Cyprus Criminal Code, Section 162 Charge of "publicly" committing an Act of indecency under a Section prohibiting the committing of Acts of Indecency in a "Public Place"- Requirements of Clause 82 of the C.C.J.O., 1927, in regard to Form of Charge for an Offence committed in a Public Place.

The appellant was charged on a summons which stated that he "on or about the 22nd August, 1937, at Nicosia did publicly commit an act of indecency". The charge was laid under section 162 of the Cyprus Criminal Code, 1928, which prohibits the committing of any act of indecency in a public place. The evidence against him was to the effect that, as he was at his window or on the balcony of the house, he wilfully exposed himself to some children passing by. He was convicted of the charge as laid, and appealed by way of an application for the statement of a case under section 23 of the Courts of Justice Law, 1935.
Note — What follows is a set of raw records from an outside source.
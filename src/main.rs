use analysis_client::AnalysisClient;
use gui::App;
use iced::{Application, Settings};
use redditboss_core::{AppConfig, CoreError};

#[tokio::main]
async fn main() -> Result<(), CoreError> {
    tracing_subscriber::fmt()
        .with_env_filter("redditboss=debug,gui=debug,analysis_client=debug,redditboss_core=debug")
        .init();

    tracing::info!("Starting RedditBoss - Smart Engagement Assistant");

    let config = AppConfig::load()?;
    let client = AnalysisClient::new(&config)?;

    let mut settings = Settings::with_flags(client);
    settings.window = iced::window::Settings {
        size: iced::Size::new(900.0, 760.0),
        min_size: Some(iced::Size::new(640.0, 520.0)),
        ..Default::default()
    };

    RedditBossApp::run(settings).map_err(|e| {
        tracing::error!("Application error: {}", e);
        CoreError::Internal {
            message: format!("GUI error: {e}"),
        }
    })
}

struct RedditBossApp {
    app: App,
}

impl Application for RedditBossApp {
    type Message = gui::Message;
    type Theme = iced::Theme;
    type Executor = iced::executor::Default;
    type Flags = AnalysisClient;

    fn new(flags: Self::Flags) -> (Self, iced::Command<Self::Message>) {
        tracing::info!("Initializing application");
        (
            Self {
                app: App::new(flags),
            },
            iced::Command::none(),
        )
    }

    fn title(&self) -> String {
        "RedditBoss - Smart Engagement Assistant".to_string()
    }

    fn update(&mut self, message: Self::Message) -> iced::Command<Self::Message> {
        self.app.update(message)
    }

    fn view(&self) -> iced::Element<Self::Message> {
        self.app.view()
    }
}
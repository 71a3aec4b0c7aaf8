use thiserror::Error;

#[derive(Error, Debug)]
pub enum CoreError {
    #[error(transparent)]
    AnalysisApi(#[from] AnalysisApiError),

    #[error(transparent)]
    Network(#[from] reqwest::Error),

    #[error(transparent)]
    Serialization(#[from] serde_json::Error),

    #[error("Configuration error: {0}")]
    Config(#[from] ConfigError),

    #[error("Internal error: {message}")]
    Internal { message: String },
}

/// Failure responses from the analysis backend. `Display` is shown to the
/// user unmodified.
#[derive(Error, Debug, Clone)]
pub enum AnalysisApiError {
    #[error("{detail}")]
    Backend { detail: String, status_code: u16 },

    #[error("HTTP error! status: {status_code}")]
    Http { status_code: u16 },
}

#[derive(Error, Debug)]
pub enum ConfigError {
    #[error("Failed to read configuration file {path}: {reason}")]
    Unreadable { path: String, reason: String },

    #[error("Invalid configuration format: {details}")]
    InvalidFormat { details: String },

    #[error("Configuration validation failed: {reason}")]
    ValidationFailed { reason: String },
}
(Nicosia Criminal Case No. 3276/37).

H. Ioannides for appellant:-

The charge as laid does not state any offence; for section 162 of the Code says the indecent act must be committed in a public place, and section 5 distinguishes between public place and publicly. In this case the appellant was in private premises. Further, the summons should, pursuant to clause 82 of the C.C.J.O., 1927, specify the public place by name and the particular act of indecency complained of.

S. Pavlides, Crown-Counsel, for respondent:

I agree that the public place should be specified in the summons and do not support the form in which the charge was framed in this case. Section 162 provides for indecency in a public place. A charge stating that the indecency was committed publicly discloses no offence. The corresponding provisions of the Palestine Criminal Code (section 160 of Ordinance 74 of 1936) led support to the appellant's case.

The judgment of the Supreme Court decided-

(1) That no offence had been charged in the summons;

(2) That the evidence had only established indecent exposure "publicly" and not "in a public place"; and

(3) That the particular "public place" should, by reason of clause 82 of the C.C.J.O., 1927, be specified in the summons.

Appeal allowed: Conviction set aside.